Stored items:
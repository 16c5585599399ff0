//! Lowering declarations, including the module language.

use crate::util::{
  Cx, Error, ErrorKind, Result, case, exp, fn_exp, name_exp, name_pat, tuple_exp, tuple_pat,
};
use crate::{exp as lower_exp, pat, ty};
use sml_fixity::Infix;
use sml_hir::{
  Arm, ConBind, DatBind, Dec, DecKind, Decs, ExBind, ExpKind, Fixity, FunctorBind, MatchFlavor,
  Pat, PatKind, SigBind, SigExp, SigExpKind, Spec, SpecKind, StrBind, StrExp, StrExpKind, TyBind,
  TyDesc, ValBind,
};
use sml_syntax::DecKind as SDecKind;
use std::collections::BTreeMap;
use std::rc::Rc;
use str_util::Name;

pub(crate) fn get_decs(cx: &mut Cx, decs: &[sml_syntax::Dec]) -> Result<Decs> {
  let decs = decs.iter().map(|dec| get(cx, dec)).collect::<Result<Vec<_>>>()?;
  Ok(Rc::from(decs))
}

fn get(cx: &mut Cx, dec: &sml_syntax::Dec) -> Result<Dec> {
  let pos = dec.pos;
  let kind = match &dec.kind {
    SDecKind::Val(tvs, binds) => {
      let binds = binds.iter().map(|bind| val_bind(cx, bind)).collect::<Result<Vec<_>>>()?;
      DecKind::Val(ty::ty_vars(tvs), binds)
    }
    SDecKind::Fun(tvs, binds) => {
      let binds = binds.iter().map(|bind| fun_bind(cx, bind)).collect::<Result<Vec<_>>>()?;
      DecKind::Val(ty::ty_vars(tvs), binds)
    }
    SDecKind::Ty(binds) => DecKind::Ty(ty_binds(binds)?),
    SDecKind::Datatype(binds) => DecKind::Datatype(dat_binds(binds)?),
    SDecKind::DatatypeCopy(name, path) => DecKind::DatatypeCopy(name.clone(), ty::path_of(path)),
    SDecKind::Abstype(binds, decs) => DecKind::Abstype(dat_binds(binds)?, get_decs(cx, decs)?),
    SDecKind::Exception(binds) => {
      let binds = binds
        .iter()
        .map(|bind| match bind {
          sml_syntax::ExBind::New(name, t) => {
            Ok(ExBind::New(name.clone(), ty::get_opt(t.as_ref())?))
          }
          sml_syntax::ExBind::Copy(name, path) => Ok(ExBind::Copy(name.clone(), ty::path_of(path))),
        })
        .collect::<Result<Vec<_>>>()?;
      DecKind::Exception(binds)
    }
    SDecKind::Local(fst, snd) => DecKind::Local(get_decs(cx, fst)?, get_decs(cx, snd)?),
    SDecKind::Open(paths) => DecKind::Open(paths.iter().map(ty::path_of).collect()),
    SDecKind::Infix(prec, names) => {
      DecKind::Fixity(Fixity::Infix(Infix::left(*prec)), names.clone())
    }
    SDecKind::Infixr(prec, names) => {
      DecKind::Fixity(Fixity::Infix(Infix::right(*prec)), names.clone())
    }
    SDecKind::Nonfix(names) => DecKind::Fixity(Fixity::Nonfix, names.clone()),
    SDecKind::Do(e) => {
      cov_mark::hit("do_dec");
      let pat = Pat { pos, kind: PatKind::Record(BTreeMap::new(), false) };
      let bind = ValBind { rec: false, pat, exp: lower_exp::get(cx, e)? };
      DecKind::Val(Vec::new(), vec![bind])
    }
    SDecKind::Structure(binds) => {
      let binds = binds
        .iter()
        .map(|bind| Ok(StrBind { name: bind.name.clone(), str_exp: str_exp(cx, &bind.str_exp)? }))
        .collect::<Result<Vec<_>>>()?;
      DecKind::Structure(binds)
    }
    SDecKind::Signature(binds) => {
      let binds = binds
        .iter()
        .map(|bind| Ok(SigBind { name: bind.name.clone(), sig_exp: sig_exp(&bind.sig_exp)? }))
        .collect::<Result<Vec<_>>>()?;
      DecKind::Signature(binds)
    }
    SDecKind::Functor(binds) => {
      let binds = binds
        .iter()
        .map(|bind| {
          Ok(FunctorBind {
            name: bind.name.clone(),
            param: bind.param.clone(),
            param_sig: sig_exp(&bind.param_sig)?,
            body: str_exp(cx, &bind.body)?,
          })
        })
        .collect::<Result<Vec<_>>>()?;
      DecKind::Functor(binds)
    }
  };
  Ok(Dec { pos, kind })
}

fn val_bind(cx: &mut Cx, bind: &sml_syntax::ValBind) -> Result<ValBind> {
  let pat = pat::get(&bind.pat)?;
  let exp = lower_exp::get(cx, &bind.exp)?;
  if bind.rec && !is_fn(&exp) {
    return Err(Error { pos: bind.exp.pos, kind: ErrorKind::RecNotFn });
  }
  Ok(ValBind { rec: bind.rec, pat, exp })
}

fn is_fn(exp: &sml_hir::Exp) -> bool {
  match &exp.kind {
    ExpKind::Fn(_) => true,
    ExpKind::Typed(exp, _) => is_fn(exp),
    _ => false,
  }
}

/// a long name, allowed only with an option checked by the parser, is bound as one name.
fn fun_name(path: &sml_syntax::Path) -> Name {
  if path.prefix.is_empty() { path.last.clone() } else { Name::new(path.to_string()) }
}

/// `fun f p1 p2 = e1 | f q1 q2 = e2` becomes
/// `val rec f = fn a1 => fn a2 => case (a1, a2) of (p1, p2) => e1 | (q1, q2) => e2`.
fn fun_bind(cx: &mut Cx, bind: &sml_syntax::FunBind) -> Result<ValBind> {
  let Some(first) = bind.clauses.first() else { unreachable!("a `fun` binding has a clause") };
  let name = fun_name(&first.name);
  let arity = first.pats.len();
  if arity == 0 {
    return Err(Error { pos: first.pos, kind: ErrorKind::EmptyFun });
  }
  let mut arms = Vec::with_capacity(bind.clauses.len());
  for clause in &bind.clauses {
    let clause_name = fun_name(&clause.name);
    if clause_name != name {
      let kind = ErrorKind::FunBindMismatchedName(name, clause_name);
      return Err(Error { pos: clause.pos, kind });
    }
    if clause.pats.len() != arity {
      let kind = ErrorKind::FunBindWrongNumPats(arity, clause.pats.len());
      return Err(Error { pos: clause.pos, kind });
    }
    let mut pats = clause.pats.iter().map(pat::get).collect::<Result<Vec<_>>>()?;
    let pat = match pats.pop() {
      Some(pat) if pats.is_empty() => pat,
      Some(last) => {
        pats.push(last);
        tuple_pat(clause.pos, pats)
      }
      None => unreachable!("arity is checked to be non-zero"),
    };
    let mut body = lower_exp::get(cx, &clause.body)?;
    if let Some(ret_ty) = &clause.ret_ty {
      let body_pos = body.pos;
      body = exp(body_pos, ExpKind::Typed(body, ty::get(ret_ty)?));
    }
    arms.push(Arm { pat, exp: body });
  }
  let pos = bind.pos;
  let func = if arity == 1 {
    fn_exp(pos, arms, MatchFlavor::Fun)
  } else {
    let names: Vec<_> = (0..arity).map(|_| cx.fresh("arg")).collect();
    let head = tuple_exp(pos, names.iter().map(|name| name_exp(pos, name.clone())).collect());
    let mut ret = case(pos, head, arms, MatchFlavor::Fun);
    for name in names.into_iter().rev() {
      let arm = Arm { pat: name_pat(pos, name), exp: ret };
      ret = fn_exp(pos, vec![arm], MatchFlavor::Derived);
    }
    ret
  };
  Ok(ValBind { rec: true, pat: name_pat(pos, name), exp: func })
}

fn ty_binds(binds: &[sml_syntax::TyBind]) -> Result<Vec<TyBind>> {
  binds
    .iter()
    .map(|bind| {
      Ok(TyBind {
        ty_vars: ty::ty_vars(&bind.ty_vars),
        name: bind.name.clone(),
        ty: ty::get(&bind.ty)?,
      })
    })
    .collect()
}

fn dat_binds(binds: &[sml_syntax::DatBind]) -> Result<Vec<DatBind>> {
  binds
    .iter()
    .map(|bind| {
      Ok(DatBind {
        pos: bind.pos,
        ty_vars: ty::ty_vars(&bind.ty_vars),
        name: bind.name.clone(),
        cons: con_binds(&bind.cons)?,
      })
    })
    .collect()
}

fn con_binds(binds: &[sml_syntax::ConBind]) -> Result<Vec<ConBind>> {
  binds
    .iter()
    .map(|bind| Ok(ConBind { name: bind.name.clone(), ty: ty::get_opt(bind.ty.as_ref())? }))
    .collect()
}

fn str_exp(cx: &mut Cx, str_exp_: &sml_syntax::StrExp) -> Result<Rc<StrExp>> {
  let kind = match &str_exp_.kind {
    sml_syntax::StrExpKind::Struct(decs) => StrExpKind::Struct(get_decs(cx, decs)?),
    sml_syntax::StrExpKind::Path(path) => StrExpKind::Path(ty::path_of(path)),
    sml_syntax::StrExpKind::Ascription(inner, asc, sig) => {
      let asc = match asc {
        sml_syntax::Ascription::Transparent => sml_hir::Ascription::Transparent,
        sml_syntax::Ascription::Opaque => sml_hir::Ascription::Opaque,
      };
      StrExpKind::Ascription(str_exp(cx, inner)?, asc, sig_exp(sig)?)
    }
    sml_syntax::StrExpKind::App(name, arg) => StrExpKind::App(name.clone(), str_exp(cx, arg)?),
    sml_syntax::StrExpKind::Let(decs, body) => {
      StrExpKind::Let(get_decs(cx, decs)?, str_exp(cx, body)?)
    }
  };
  Ok(Rc::new(StrExp { pos: str_exp_.pos, kind }))
}

fn sig_exp(sig_exp_: &sml_syntax::SigExp) -> Result<Rc<SigExp>> {
  let kind = match &sig_exp_.kind {
    sml_syntax::SigExpKind::Spec(specs) => {
      SigExpKind::Spec(specs.iter().map(spec).collect::<Result<Vec<_>>>()?)
    }
    sml_syntax::SigExpKind::Name(name) => SigExpKind::Name(name.clone()),
  };
  Ok(Rc::new(SigExp { pos: sig_exp_.pos, kind }))
}

fn spec(spec: &sml_syntax::Spec) -> Result<Spec> {
  let kind = match &spec.kind {
    sml_syntax::SpecKind::Val(vals) => SpecKind::Val(
      vals.iter().map(|(name, t)| Ok((name.clone(), ty::get(t)?))).collect::<Result<Vec<_>>>()?,
    ),
    sml_syntax::SpecKind::Ty(descs) => SpecKind::Ty(ty_descs(descs)?, false),
    sml_syntax::SpecKind::EqTy(descs) => SpecKind::Ty(ty_descs(descs)?, true),
    sml_syntax::SpecKind::Datatype(binds) => SpecKind::Datatype(dat_binds(binds)?),
    sml_syntax::SpecKind::DatatypeCopy(name, path) => {
      SpecKind::DatatypeCopy(name.clone(), ty::path_of(path))
    }
    sml_syntax::SpecKind::Exception(binds) => SpecKind::Exception(con_binds(binds)?),
    sml_syntax::SpecKind::Structure(strs) => SpecKind::Structure(
      strs.iter().map(|(name, sig)| Ok((name.clone(), sig_exp(sig)?))).collect::<Result<Vec<_>>>()?,
    ),
    sml_syntax::SpecKind::Include(sig) => SpecKind::Include(sig_exp(sig)?),
  };
  Ok(Spec { pos: spec.pos, kind })
}

fn ty_descs(descs: &[sml_syntax::TyDesc]) -> Result<Vec<TyDesc>> {
  descs
    .iter()
    .map(|desc| {
      Ok(TyDesc {
        ty_vars: ty::ty_vars(&desc.ty_vars),
        name: desc.name.clone(),
        ty: ty::get_opt(desc.ty.as_ref())?,
      })
    })
    .collect()
}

■ The problem
Looking at the records above, say how many lines contain the string "SigBind". Give the number and no other words.

■ Answer for the task
2